(Records from a data source)
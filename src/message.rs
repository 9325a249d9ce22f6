// SPDX-License-Identifier: Apache-2.0

//! Wire format of the vhost-user protocol as seen by a backend server.
//!
//! Every message starts with a fixed 12-byte header followed by an optional
//! typed payload; file descriptors ride along as `SCM_RIGHTS` ancillary data.
//! See the vhost-user specification shipped with qemu for the field layouts.

use bitflags::bitflags;
use vm_memory::ByteValued;

/// Upper bound for the payload of a single message. Only `SET_MEM_TABLE` and
/// the config space accesses have variable size, and both fit comfortably.
pub const MAX_MSG_SIZE: usize = 0x1000;

/// Maximum number of file descriptors attached to one message.
pub const MAX_ATTACHED_FDS: usize = 8;

/// Maximum number of guest memory regions a master may install.
pub const MEM_REGIONS_MAX: usize = 8;

/// First valid offset of the virtio device configuration space.
pub const CONFIG_OFFSET: u32 = 0x100;

/// One past the last valid offset of the virtio device configuration space.
pub const CONFIG_SIZE: u32 = 0x1000;

/// Low bits of a vring fd payload select the vring index.
pub const VRING_IDX_MASK: u64 = 0xff;

/// Bit in a vring fd payload indicating that no fd was attached and the
/// master expects polling mode.
pub const VRING_NOFD_MASK: u64 = 0x100;

/// Requests flowing from the master to the slave.
#[repr(u32)]
#[derive(Clone, Copy, Debug, PartialEq, Eq, PartialOrd, Ord)]
#[allow(non_camel_case_types)]
pub enum MasterReq {
    NOOP = 0,
    GET_FEATURES = 1,
    SET_FEATURES = 2,
    SET_OWNER = 3,
    RESET_OWNER = 4,
    SET_MEM_TABLE = 5,
    SET_LOG_BASE = 6,
    SET_LOG_FD = 7,
    SET_VRING_NUM = 8,
    SET_VRING_ADDR = 9,
    SET_VRING_BASE = 10,
    GET_VRING_BASE = 11,
    SET_VRING_KICK = 12,
    SET_VRING_CALL = 13,
    SET_VRING_ERR = 14,
    GET_PROTOCOL_FEATURES = 15,
    SET_PROTOCOL_FEATURES = 16,
    GET_QUEUE_NUM = 17,
    SET_VRING_ENABLE = 18,
    SEND_RARP = 19,
    NET_SET_MTU = 20,
    SET_SLAVE_REQ_FD = 21,
    IOTLB_MSG = 22,
    SET_VRING_ENDIAN = 23,
    GET_CONFIG = 24,
    SET_CONFIG = 25,
    CREATE_CRYPTO_SESSION = 26,
    CLOSE_CRYPTO_SESSION = 27,
    POSTCOPY_ADVISE = 28,
    POSTCOPY_LISTEN = 29,
    POSTCOPY_END = 30,
    GET_INFLIGHT_FD = 31,
    SET_INFLIGHT_FD = 32,
    MAX_CMD = 33,
}

impl MasterReq {
    /// Decode a request code from the raw header field.
    pub fn from_raw(code: u32) -> Option<MasterReq> {
        if code > MasterReq::NOOP as u32 && code < MasterReq::MAX_CMD as u32 {
            // Safe because the value was just range-checked against the
            // contiguous repr(u32) discriminants.
            Some(unsafe { std::mem::transmute::<u32, MasterReq>(code) })
        } else {
            None
        }
    }
}

bitflags! {
    /// Flag bits of the message header.
    pub struct VhostUserHeaderFlag: u32 {
        /// Bits[0..2] carry the protocol version, which must be 1.
        const VERSION = 0x3;
        /// The message is a reply.
        const REPLY = 0x4;
        /// The sender wants an acknowledgement reply (REPLY_ACK protocol).
        const NEED_REPLY = 0x8;
        /// All bits a conforming peer may set besides the version.
        const ALL_FLAGS = 0xc;
        /// Bits that must be zero.
        const RESERVED = !0xf;
    }
}

bitflags! {
    /// Transport feature bits defined by vhost-user on top of virtio.
    pub struct VhostUserVirtioFeatures: u64 {
        /// The peer understands `(GET|SET)_PROTOCOL_FEATURES`.
        const PROTOCOL_FEATURES = 0x4000_0000;
    }
}

bitflags! {
    /// Protocol feature bits negotiated via `(GET|SET)_PROTOCOL_FEATURES`.
    pub struct VhostUserProtocolFeatures: u64 {
        const MQ = 0x0000_0001;
        const LOG_SHMFD = 0x0000_0002;
        const RARP = 0x0000_0004;
        const REPLY_ACK = 0x0000_0008;
        const MTU = 0x0000_0010;
        const SLAVE_REQ = 0x0000_0020;
        const CROSS_ENDIAN = 0x0000_0040;
        const CRYPTO_SESSION = 0x0000_0080;
        const PAGEFAULT = 0x0000_0100;
        const CONFIG = 0x0000_0200;
    }
}

/// Syntactic validation of a message body; semantic checks (feature
/// dependencies, device state) belong to the protocol engine.
pub trait VhostUserMsgValidator {
    fn is_valid(&self) -> bool {
        true
    }
}

/// The fixed message header: request code, flags, payload size.
#[repr(C, packed)]
#[derive(Debug, Clone, Copy, PartialEq, Eq)]
pub struct VhostUserMsgHeader {
    request: u32,
    flags: u32,
    size: u32,
}

/// Size of the wire header in bytes.
pub const MSG_HDR_SIZE: usize = std::mem::size_of::<VhostUserMsgHeader>();

impl VhostUserMsgHeader {
    /// Build a header, forcing the version field to 1.
    pub fn new(request: MasterReq, flags: u32, size: u32) -> Self {
        let flags = (flags & VhostUserHeaderFlag::ALL_FLAGS.bits()) | 0x1;
        VhostUserMsgHeader {
            request: request as u32,
            flags,
            size,
        }
    }

    pub fn code(&self) -> Option<MasterReq> {
        MasterReq::from_raw(self.request)
    }

    pub fn raw_code(&self) -> u32 {
        self.request
    }

    pub fn version(&self) -> u32 {
        self.flags & VhostUserHeaderFlag::VERSION.bits()
    }

    pub fn is_reply(&self) -> bool {
        self.flags & VhostUserHeaderFlag::REPLY.bits() != 0
    }

    pub fn need_reply(&self) -> bool {
        self.flags & VhostUserHeaderFlag::NEED_REPLY.bits() != 0
    }

    pub fn size(&self) -> u32 {
        self.size
    }
}

impl Default for VhostUserMsgHeader {
    fn default() -> Self {
        VhostUserMsgHeader {
            request: 0,
            flags: 0x1,
            size: 0,
        }
    }
}

unsafe impl ByteValued for VhostUserMsgHeader {}

impl VhostUserMsgValidator for VhostUserMsgHeader {
    fn is_valid(&self) -> bool {
        self.version() == 0x1
            && self.flags & VhostUserHeaderFlag::RESERVED.bits() == 0
            && self.size as usize <= MAX_MSG_SIZE
    }
}

/// A bare 64-bit payload, used by feature negotiation, vring fd messages and
/// REPLY_ACK status replies.
#[repr(C, packed)]
#[derive(Debug, Default, Clone, Copy)]
pub struct VhostUserU64 {
    pub value: u64,
}

impl VhostUserU64 {
    pub fn new(value: u64) -> Self {
        VhostUserU64 { value }
    }
}

unsafe impl ByteValued for VhostUserU64 {}

impl VhostUserMsgValidator for VhostUserU64 {}

/// Leading part of the `SET_MEM_TABLE` payload.
#[repr(C, packed)]
#[derive(Debug, Default, Clone, Copy)]
pub struct VhostUserMemory {
    pub num_regions: u32,
    pub padding: u32,
}

unsafe impl ByteValued for VhostUserMemory {}

impl VhostUserMsgValidator for VhostUserMemory {
    fn is_valid(&self) -> bool {
        self.padding == 0
            && self.num_regions >= 1
            && self.num_regions as usize <= MEM_REGIONS_MAX
    }
}

/// One guest memory region descriptor in the `SET_MEM_TABLE` payload.
#[repr(C, packed)]
#[derive(Debug, Default, Clone, Copy)]
pub struct VhostUserMemoryRegion {
    /// Guest physical base of the region.
    pub guest_phys_addr: u64,
    /// Region length in bytes.
    pub memory_size: u64,
    /// Base of the region in the master's address space.
    pub user_addr: u64,
    /// Offset into the attached fd where the region starts.
    pub mmap_offset: u64,
}

unsafe impl ByteValued for VhostUserMemoryRegion {}

impl VhostUserMsgValidator for VhostUserMemoryRegion {
    fn is_valid(&self) -> bool {
        let (gpa, size, uva, off) = (
            self.guest_phys_addr,
            self.memory_size,
            self.user_addr,
            self.mmap_offset,
        );
        size != 0
            && gpa.checked_add(size).is_some()
            && uva.checked_add(size).is_some()
            && off.checked_add(size).is_some()
    }
}

/// Index/value pair used by the `SET_VRING_{NUM,BASE,ENABLE}` and
/// `GET_VRING_BASE` payloads.
#[repr(C, packed)]
#[derive(Debug, Default, Clone, Copy)]
pub struct VhostUserVringState {
    pub index: u32,
    pub num: u32,
}

impl VhostUserVringState {
    pub fn new(index: u32, num: u32) -> Self {
        VhostUserVringState { index, num }
    }
}

unsafe impl ByteValued for VhostUserVringState {}

impl VhostUserMsgValidator for VhostUserVringState {}

/// Ring addresses for `SET_VRING_ADDR`. All addresses are virtual addresses
/// in the master's address space.
#[repr(C, packed)]
#[derive(Debug, Default, Clone, Copy)]
pub struct VhostUserVringAddr {
    pub index: u32,
    pub flags: u32,
    pub descriptor: u64,
    pub used: u64,
    pub available: u64,
    pub log: u64,
}

unsafe impl ByteValued for VhostUserVringAddr {}

impl VhostUserMsgValidator for VhostUserVringAddr {
    fn is_valid(&self) -> bool {
        // Ring alignment requirements from the virtio spec.
        self.descriptor & 0xf == 0 && self.available & 0x1 == 0 && self.used & 0x3 == 0
    }
}

/// Config space access descriptor for `GET_CONFIG`/`SET_CONFIG`, followed on
/// the wire by `size` payload bytes.
#[repr(C, packed)]
#[derive(Debug, Default, Clone, Copy)]
pub struct VhostUserConfig {
    pub offset: u32,
    pub size: u32,
    pub flags: u32,
}

impl VhostUserConfig {
    pub fn new(offset: u32, size: u32, flags: u32) -> Self {
        VhostUserConfig {
            offset,
            size,
            flags,
        }
    }
}

unsafe impl ByteValued for VhostUserConfig {}

impl VhostUserMsgValidator for VhostUserConfig {
    fn is_valid(&self) -> bool {
        let (offset, size) = (self.offset, self.size);
        offset >= CONFIG_OFFSET
            && offset < CONFIG_SIZE
            && size != 0
            && size <= CONFIG_SIZE - CONFIG_OFFSET
            && offset.checked_add(size).map_or(false, |end| end <= CONFIG_SIZE)
    }
}

/// Payload of `GET_INFLIGHT_FD` and `SET_INFLIGHT_FD`.
#[repr(C, packed)]
#[derive(Debug, Default, Clone, Copy)]
pub struct VhostUserInflight {
    /// Total size of the shared inflight area.
    pub mmap_size: u64,
    /// Offset of the usable area within the attached fd.
    pub mmap_offset: u64,
    /// Number of queues the area is divided into.
    pub num_queues: u16,
    /// Ring size of each queue.
    pub queue_size: u16,
}

unsafe impl ByteValued for VhostUserInflight {}

impl VhostUserMsgValidator for VhostUserInflight {}

/// Per-queue header inside the inflight shared memory area. Field widths are
/// fixed by the vhost-user inflight extension; the layout must stay stable
/// across reconnects of arbitrary masters.
#[repr(C)]
#[derive(Debug, Default, Clone, Copy)]
pub struct InflightSplitRegion {
    pub features: u64,
    pub version: u16,
    pub desc_num: u16,
    pub last_batch_head: u16,
    pub used_idx: u16,
}

unsafe impl ByteValued for InflightSplitRegion {}

/// Per-descriptor tracking slot following the queue header.
#[repr(C)]
#[derive(Debug, Default, Clone, Copy)]
pub struct InflightSplitDesc {
    pub inflight: u8,
    pub padding: [u8; 5],
    pub next: u16,
    pub counter: u64,
}

unsafe impl ByteValued for InflightSplitDesc {}

#[cfg(test)]
mod tests {
    use super::*;

    #[test]
    fn request_code_bounds() {
        assert_eq!(MasterReq::from_raw(0), None);
        assert_eq!(MasterReq::from_raw(33), None);
        assert_eq!(MasterReq::from_raw(1), Some(MasterReq::GET_FEATURES));
        assert_eq!(MasterReq::from_raw(32), Some(MasterReq::SET_INFLIGHT_FD));
    }

    #[test]
    fn header_ops() {
        let hdr = VhostUserMsgHeader::new(MasterReq::GET_FEATURES, 0, 8);
        assert_eq!(hdr.code(), Some(MasterReq::GET_FEATURES));
        assert_eq!(hdr.version(), 0x1);
        assert_eq!(hdr.size(), 8);
        assert!(!hdr.is_reply());
        assert!(!hdr.need_reply());
        assert!(hdr.is_valid());

        let hdr = VhostUserMsgHeader::new(
            MasterReq::SET_VRING_NUM,
            VhostUserHeaderFlag::NEED_REPLY.bits(),
            8,
        );
        assert!(hdr.need_reply());
        assert!(hdr.is_valid());

        let hdr = VhostUserMsgHeader::new(MasterReq::GET_FEATURES, 0, 0x2000);
        assert!(!hdr.is_valid());

        // Header straight off the wire with a zero version.
        let raw = VhostUserMsgHeader {
            request: 1,
            flags: 0,
            size: 0,
        };
        assert!(!raw.is_valid());
    }

    #[test]
    fn header_layout() {
        assert_eq!(MSG_HDR_SIZE, 12);
        let hdr = VhostUserMsgHeader::new(MasterReq::SET_OWNER, 0, 0);
        let bytes = hdr.as_slice();
        assert_eq!(&bytes[0..4], &3u32.to_ne_bytes());
        assert_eq!(&bytes[4..8], &1u32.to_ne_bytes());
        assert_eq!(&bytes[8..12], &0u32.to_ne_bytes());
    }

    #[test]
    fn memory_payload_bounds() {
        let mut msg = VhostUserMemory {
            num_regions: 1,
            padding: 0,
        };
        assert!(msg.is_valid());
        msg.num_regions = MEM_REGIONS_MAX as u32;
        assert!(msg.is_valid());
        msg.num_regions += 1;
        assert!(!msg.is_valid());
        msg.num_regions = 0;
        assert!(!msg.is_valid());
        msg.num_regions = 1;
        msg.padding = 1;
        assert!(!msg.is_valid());
    }

    #[test]
    fn memory_region_overflow() {
        let mut region = VhostUserMemoryRegion {
            guest_phys_addr: 0,
            memory_size: 0x10000,
            user_addr: 0x7f00_0000_0000,
            mmap_offset: 0,
        };
        assert!(region.is_valid());
        region.guest_phys_addr = u64::MAX - 0xfff;
        assert!(!region.is_valid());
        region.guest_phys_addr = 0;
        region.memory_size = 0;
        assert!(!region.is_valid());
    }

    #[test]
    fn vring_addr_alignment() {
        let mut addr = VhostUserVringAddr::default();
        assert!(addr.is_valid());
        addr.descriptor = 0x8;
        assert!(!addr.is_valid());
        addr.descriptor = 0x10;
        addr.available = 0x1;
        assert!(!addr.is_valid());
        addr.available = 0x2;
        addr.used = 0x2;
        assert!(!addr.is_valid());
        addr.used = 0x4;
        assert!(addr.is_valid());
    }

    #[test]
    fn config_payload_bounds() {
        let mut cfg = VhostUserConfig::new(CONFIG_OFFSET, 8, 0);
        assert!(cfg.is_valid());
        cfg.size = 0;
        assert!(!cfg.is_valid());
        cfg.size = 8;
        cfg.offset = 0;
        assert!(!cfg.is_valid());
        cfg.offset = CONFIG_SIZE;
        assert!(!cfg.is_valid());
        cfg.offset = CONFIG_SIZE - 4;
        cfg.size = 8;
        assert!(!cfg.is_valid());
    }

    #[test]
    fn inflight_entry_sizes() {
        assert_eq!(std::mem::size_of::<InflightSplitRegion>(), 16);
        assert_eq!(std::mem::size_of::<InflightSplitDesc>(), 16);
        assert_eq!(std::mem::size_of::<VhostUserInflight>(), 20);
    }
}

▸ **EXERCISE**: Search the entries above for lines containing the word "VhostUserHeaderFlag", and copy each one.

▸ **ANSWER TO THE PROBLEM**:
    pub struct VhostUserHeaderFlag: u32 {
        let flags = (flags & VhostUserHeaderFlag::ALL_FLAGS.bits()) | 0x1;
        self.flags & VhostUserHeaderFlag::VERSION.bits()
        self.flags & VhostUserHeaderFlag::REPLY.bits() != 0
        self.flags & VhostUserHeaderFlag::NEED_REPLY.bits() != 0
            && self.flags & VhostUserHeaderFlag::RESERVED.bits() == 0
            VhostUserHeaderFlag::NEED_REPLY.bits(),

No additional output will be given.